Technological tapestry to provide conservation answers
A technological tapestry has been unveiled at Intech, the interactive Science Centre in Winchester, which will help provide conservation solutions for historical artefacts using techniques more commonly used by engineers to assess damage in aircraft.
The tapestry, which has been designed by students at the University of Southampton’s Winchester School of Art and woven by West Dean Tapestry Studio, is part of a unique collaborative research project between textile conservators and engineers at the University. The project is funded by the Arts and Humanities Research Council.
The project involves monitoring environmental damage to historical artefacts by the use of optical fibres woven into the fabric itself. The researchers, led by Senior Lecturer in Textile Conservation Frances Lennard, are investigating monitoring techniques commonly used by engineers to assess damage in aircraft. Here the same techniques are being used to give an accurate picture of damage occurring in historic tapestries before the damage is visible to the naked eye.

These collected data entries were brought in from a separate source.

//! StackLab CLI: weight schedules, backtests and validation.
//!
//! Commands:
//! - `weights`: weight vector for one window as of a date, as CSV
//! - `backtest`: every complete window of a history, with artifacts
//! - `validate`: invariant, locking, leakage and win-rate checks

use anyhow::{bail, Context, Result};
use chrono::NaiveDate;
use clap::{Args, Parser, Subcommand};
use stacklab_core::window::WeightModel;
use stacklab_runner::export::{export_validation_json, export_weights_csv, save_artifacts};
use stacklab_runner::{
    generate_synthetic_history, load_csv, run_backtest, run_validation, BacktestReport, CsvColumns,
    LoadedHistory, RunConfig, ValidationReport,
};
use std::path::{Path, PathBuf};
use tracing::info;
use tracing_subscriber::EnvFilter;

#[derive(Parser)]
#[command(
    name = "stacklab",
    about = "StackLab CLI: dynamic DCA weighting engine and backtester"
)]
struct Cli {
    /// Log filter (e.g. `info`, `stacklab_runner=debug`). Overrides RUST_LOG.
    #[arg(long, global = true)]
    log_level: Option<String>,

    #[command(subcommand)]
    command: Commands,
}

#[derive(Args)]
#[group(required = true, multiple = false)]
struct DataArgs {
    /// Daily CSV with `time`, `PriceUSD` and optional `CapMVRVCur` columns.
    #[arg(long)]
    data: Option<PathBuf>,

    /// Use a seeded synthetic history instead of a data file.
    #[arg(long, default_value_t = false)]
    synthetic: bool,
}

#[derive(Args)]
struct SyntheticArgs {
    /// Days of synthetic history.
    #[arg(long, default_value_t = 4000)]
    synthetic_days: usize,

    /// Seed for synthetic history.
    #[arg(long, default_value_t = 42)]
    seed: u64,
}

#[derive(Subcommand)]
enum Commands {
    /// Compute the weight vector for one window.
    Weights {
        #[command(flatten)]
        data: DataArgs,

        #[command(flatten)]
        synthetic: SyntheticArgs,

        /// Window start (YYYY-MM-DD).
        #[arg(long)]
        start: NaiveDate,

        /// Window end (YYYY-MM-DD), inclusive.
        #[arg(long)]
        end: NaiveDate,

        /// As-of date. Defaults to the earlier of `end` and the last history date.
        #[arg(long)]
        current_date: Option<NaiveDate>,

        /// Path to a TOML run config.
        #[arg(long)]
        config: Option<PathBuf>,

        /// Write CSV here instead of stdout.
        #[arg(long)]
        output: Option<PathBuf>,
    },
    /// Run the backtest over every complete window.
    Backtest {
        #[command(flatten)]
        data: DataArgs,

        #[command(flatten)]
        synthetic: SyntheticArgs,

        /// Path to a TOML run config.
        #[arg(long)]
        config: Option<PathBuf>,

        /// Output directory for artifacts.
        #[arg(long, default_value = "results")]
        output_dir: PathBuf,
    },
    /// Run the validation protocols. Exits non-zero if any check fails.
    Validate {
        #[command(flatten)]
        data: DataArgs,

        #[command(flatten)]
        synthetic: SyntheticArgs,

        /// Path to a TOML run config.
        #[arg(long)]
        config: Option<PathBuf>,

        /// Also write the validation report as JSON.
        #[arg(long)]
        output: Option<PathBuf>,
    },
}

fn main() -> Result<()> {
    let cli = Cli::parse();
    init_tracing(cli.log_level.as_deref())?;

    match cli.command {
        Commands::Weights {
            data,
            synthetic,
            start,
            end,
            current_date,
            config,
            output,
        } => run_weights(&data, &synthetic, start, end, current_date, config, output),
        Commands::Backtest {
            data,
            synthetic,
            config,
            output_dir,
        } => run_backtest_cmd(&data, &synthetic, config, &output_dir),
        Commands::Validate {
            data,
            synthetic,
            config,
            output,
        } => run_validate(&data, &synthetic, config, output),
    }
}

fn init_tracing(level: Option<&str>) -> Result<()> {
    let filter = match level {
        Some(level) => EnvFilter::try_new(level).context("invalid --log-level")?,
        None => EnvFilter::try_from_default_env().unwrap_or_else(|_| EnvFilter::new("info")),
    };
    tracing_subscriber::fmt()
        .with_env_filter(filter)
        .with_writer(std::io::stderr)
        .init();
    Ok(())
}

fn load_config(path: Option<PathBuf>) -> Result<RunConfig> {
    match path {
        Some(path) => RunConfig::from_toml_file(&path)
            .with_context(|| format!("failed to load config {}", path.display())),
        None => Ok(RunConfig::default()),
    }
}

fn load_history(data: &DataArgs, synthetic: &SyntheticArgs) -> Result<LoadedHistory> {
    match (&data.data, data.synthetic) {
        (Some(path), false) => load_csv(path, &CsvColumns::default())
            .with_context(|| format!("failed to load {}", path.display())),
        (None, true) => {
            let start = NaiveDate::from_ymd_opt(2013, 1, 1).context("invalid synthetic start")?;
            Ok(generate_synthetic_history(
                start,
                synthetic.synthetic_days,
                synthetic.seed,
            )?)
        }
        _ => bail!("exactly one of --data or --synthetic is required"),
    }
}

fn build_model(loaded: &LoadedHistory, config: &RunConfig) -> Result<WeightModel> {
    WeightModel::new(loaded.history.clone(), config.model.clone()).context("invalid model config")
}

fn run_weights(
    data: &DataArgs,
    synthetic: &SyntheticArgs,
    start: NaiveDate,
    end: NaiveDate,
    current_date: Option<NaiveDate>,
    config_path: Option<PathBuf>,
    output: Option<PathBuf>,
) -> Result<()> {
    let config = load_config(config_path)?;
    let loaded = load_history(data, synthetic)?;
    let model = build_model(&loaded, &config)?;

    let as_of = current_date.unwrap_or_else(|| end.min(loaded.history.last_date()));
    let vector = model
        .compute_window_weights(start, end, as_of)
        .with_context(|| format!("failed to compute weights for [{start}, {end}] as of {as_of}"))?;
    let csv = export_weights_csv(&vector)?;

    match output {
        Some(path) => {
            std::fs::write(&path, csv)
                .with_context(|| format!("failed to write {}", path.display()))?;
            info!(path = %path.display(), days = vector.len(), "wrote weights");
        }
        None => print!("{csv}"),
    }
    Ok(())
}

fn run_backtest_cmd(
    data: &DataArgs,
    synthetic: &SyntheticArgs,
    config_path: Option<PathBuf>,
    output_dir: &Path,
) -> Result<()> {
    let config = load_config(config_path)?;
    let loaded = load_history(data, synthetic)?;
    let model = build_model(&loaded, &config)?;

    let report = run_backtest(&model, &config.backtest)?.tagged_synthetic(loaded.is_synthetic());
    print_summary(&report);

    let run_dir = save_artifacts(&report, output_dir)?;
    println!("Artifacts saved to: {}", run_dir.display());
    Ok(())
}

fn run_validate(
    data: &DataArgs,
    synthetic: &SyntheticArgs,
    config_path: Option<PathBuf>,
    output: Option<PathBuf>,
) -> Result<()> {
    let config = load_config(config_path)?;
    let loaded = load_history(data, synthetic)?;
    let model = build_model(&loaded, &config)?;

    let (report, backtest) = run_validation(&model, &config)?;
    print_summary(&backtest.tagged_synthetic(loaded.is_synthetic()));
    print_validation(&report);

    if let Some(path) = output {
        std::fs::write(&path, export_validation_json(&report)?)
            .with_context(|| format!("failed to write {}", path.display()))?;
        println!("Validation report saved to: {}", path.display());
    }

    if !report.all_passed() {
        std::process::exit(1);
    }
    Ok(())
}

fn print_summary(report: &BacktestReport) {
    let s = &report.summary;
    println!();
    println!("=== Backtest Result ===");
    if let (Some(first), Some(last)) = (report.windows.first(), report.windows.last()) {
        println!("Window Starts:  {} to {}", first.start, last.start);
    }
    println!("Window Days:    {}", report.window_days);
    println!(
        "Windows:        {} ({} failed, {} skipped)",
        s.window_count,
        report.failures.len(),
        report.skipped_windows
    );
    println!("Signal Mode:    {:?}", report.signal_mode);
    if let Some(since) = report.valuation_since {
        println!("Valuation From: {since}");
    }
    println!();
    println!("--- Performance ---");
    println!("Model Score:    {:.4}", s.model_score);
    println!(
        "Win Rate:       {:.2}% ({} / {})",
        s.win_rate * 100.0,
        s.win_count,
        s.window_count
    );
    println!("Decay Pctl:     {:.2}", s.exp_decay_avg_percentile);
    println!(
        "Mean Pctl:      {:.2} dynamic / {:.2} uniform",
        s.dynamic_percentile.mean, s.uniform_percentile.mean
    );
    println!("Excess Pctl:    {:.2}", s.mean_excess_percentile);
    println!(
        "Rel. Improve:   {:.2}% median",
        s.median_relative_improvement_pct
    );
    if report.has_synthetic {
        println!();
        println!("WARNING: Results based on SYNTHETIC data");
    }
    println!();
}

fn print_validation(report: &ValidationReport) {
    println!("=== Validation ===");
    for check in &report.checks {
        let status = if check.passed { "PASS" } else { "FAIL" };
        println!(
            "{status}  {:<18} {} cases, {} failed",
            check.name, check.cases, check.failed_cases
        );
        for failure in &check.failures {
            println!("      - {failure}");
        }
    }
    println!();
    if report.all_passed() {
        println!("All checks passed.");
    } else {
        println!("Validation FAILED.");
    }
}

The project is supported by the National Trust and English Heritage. Frances Lennard comments: “Both organisations own large collections of tapestries in their historic houses and this research will help them understand their collections better and help to prioritise conservation treatments.”
The display at Intech was constructed with funding from the Institute of Physics Public Engagement Grant Scheme available to members of the Institute. The display was designed by Helen Williams, a PhD student in the School of Engineering Sciences.
As well as monitoring a completely new tapestry, the researchers are also monitoring a historic tapestry at the National Trust's Hardwick Hall in Derbyshire. Visitors to this National Trust house this summer will be able to see the monitoring in progress and find out more about the project.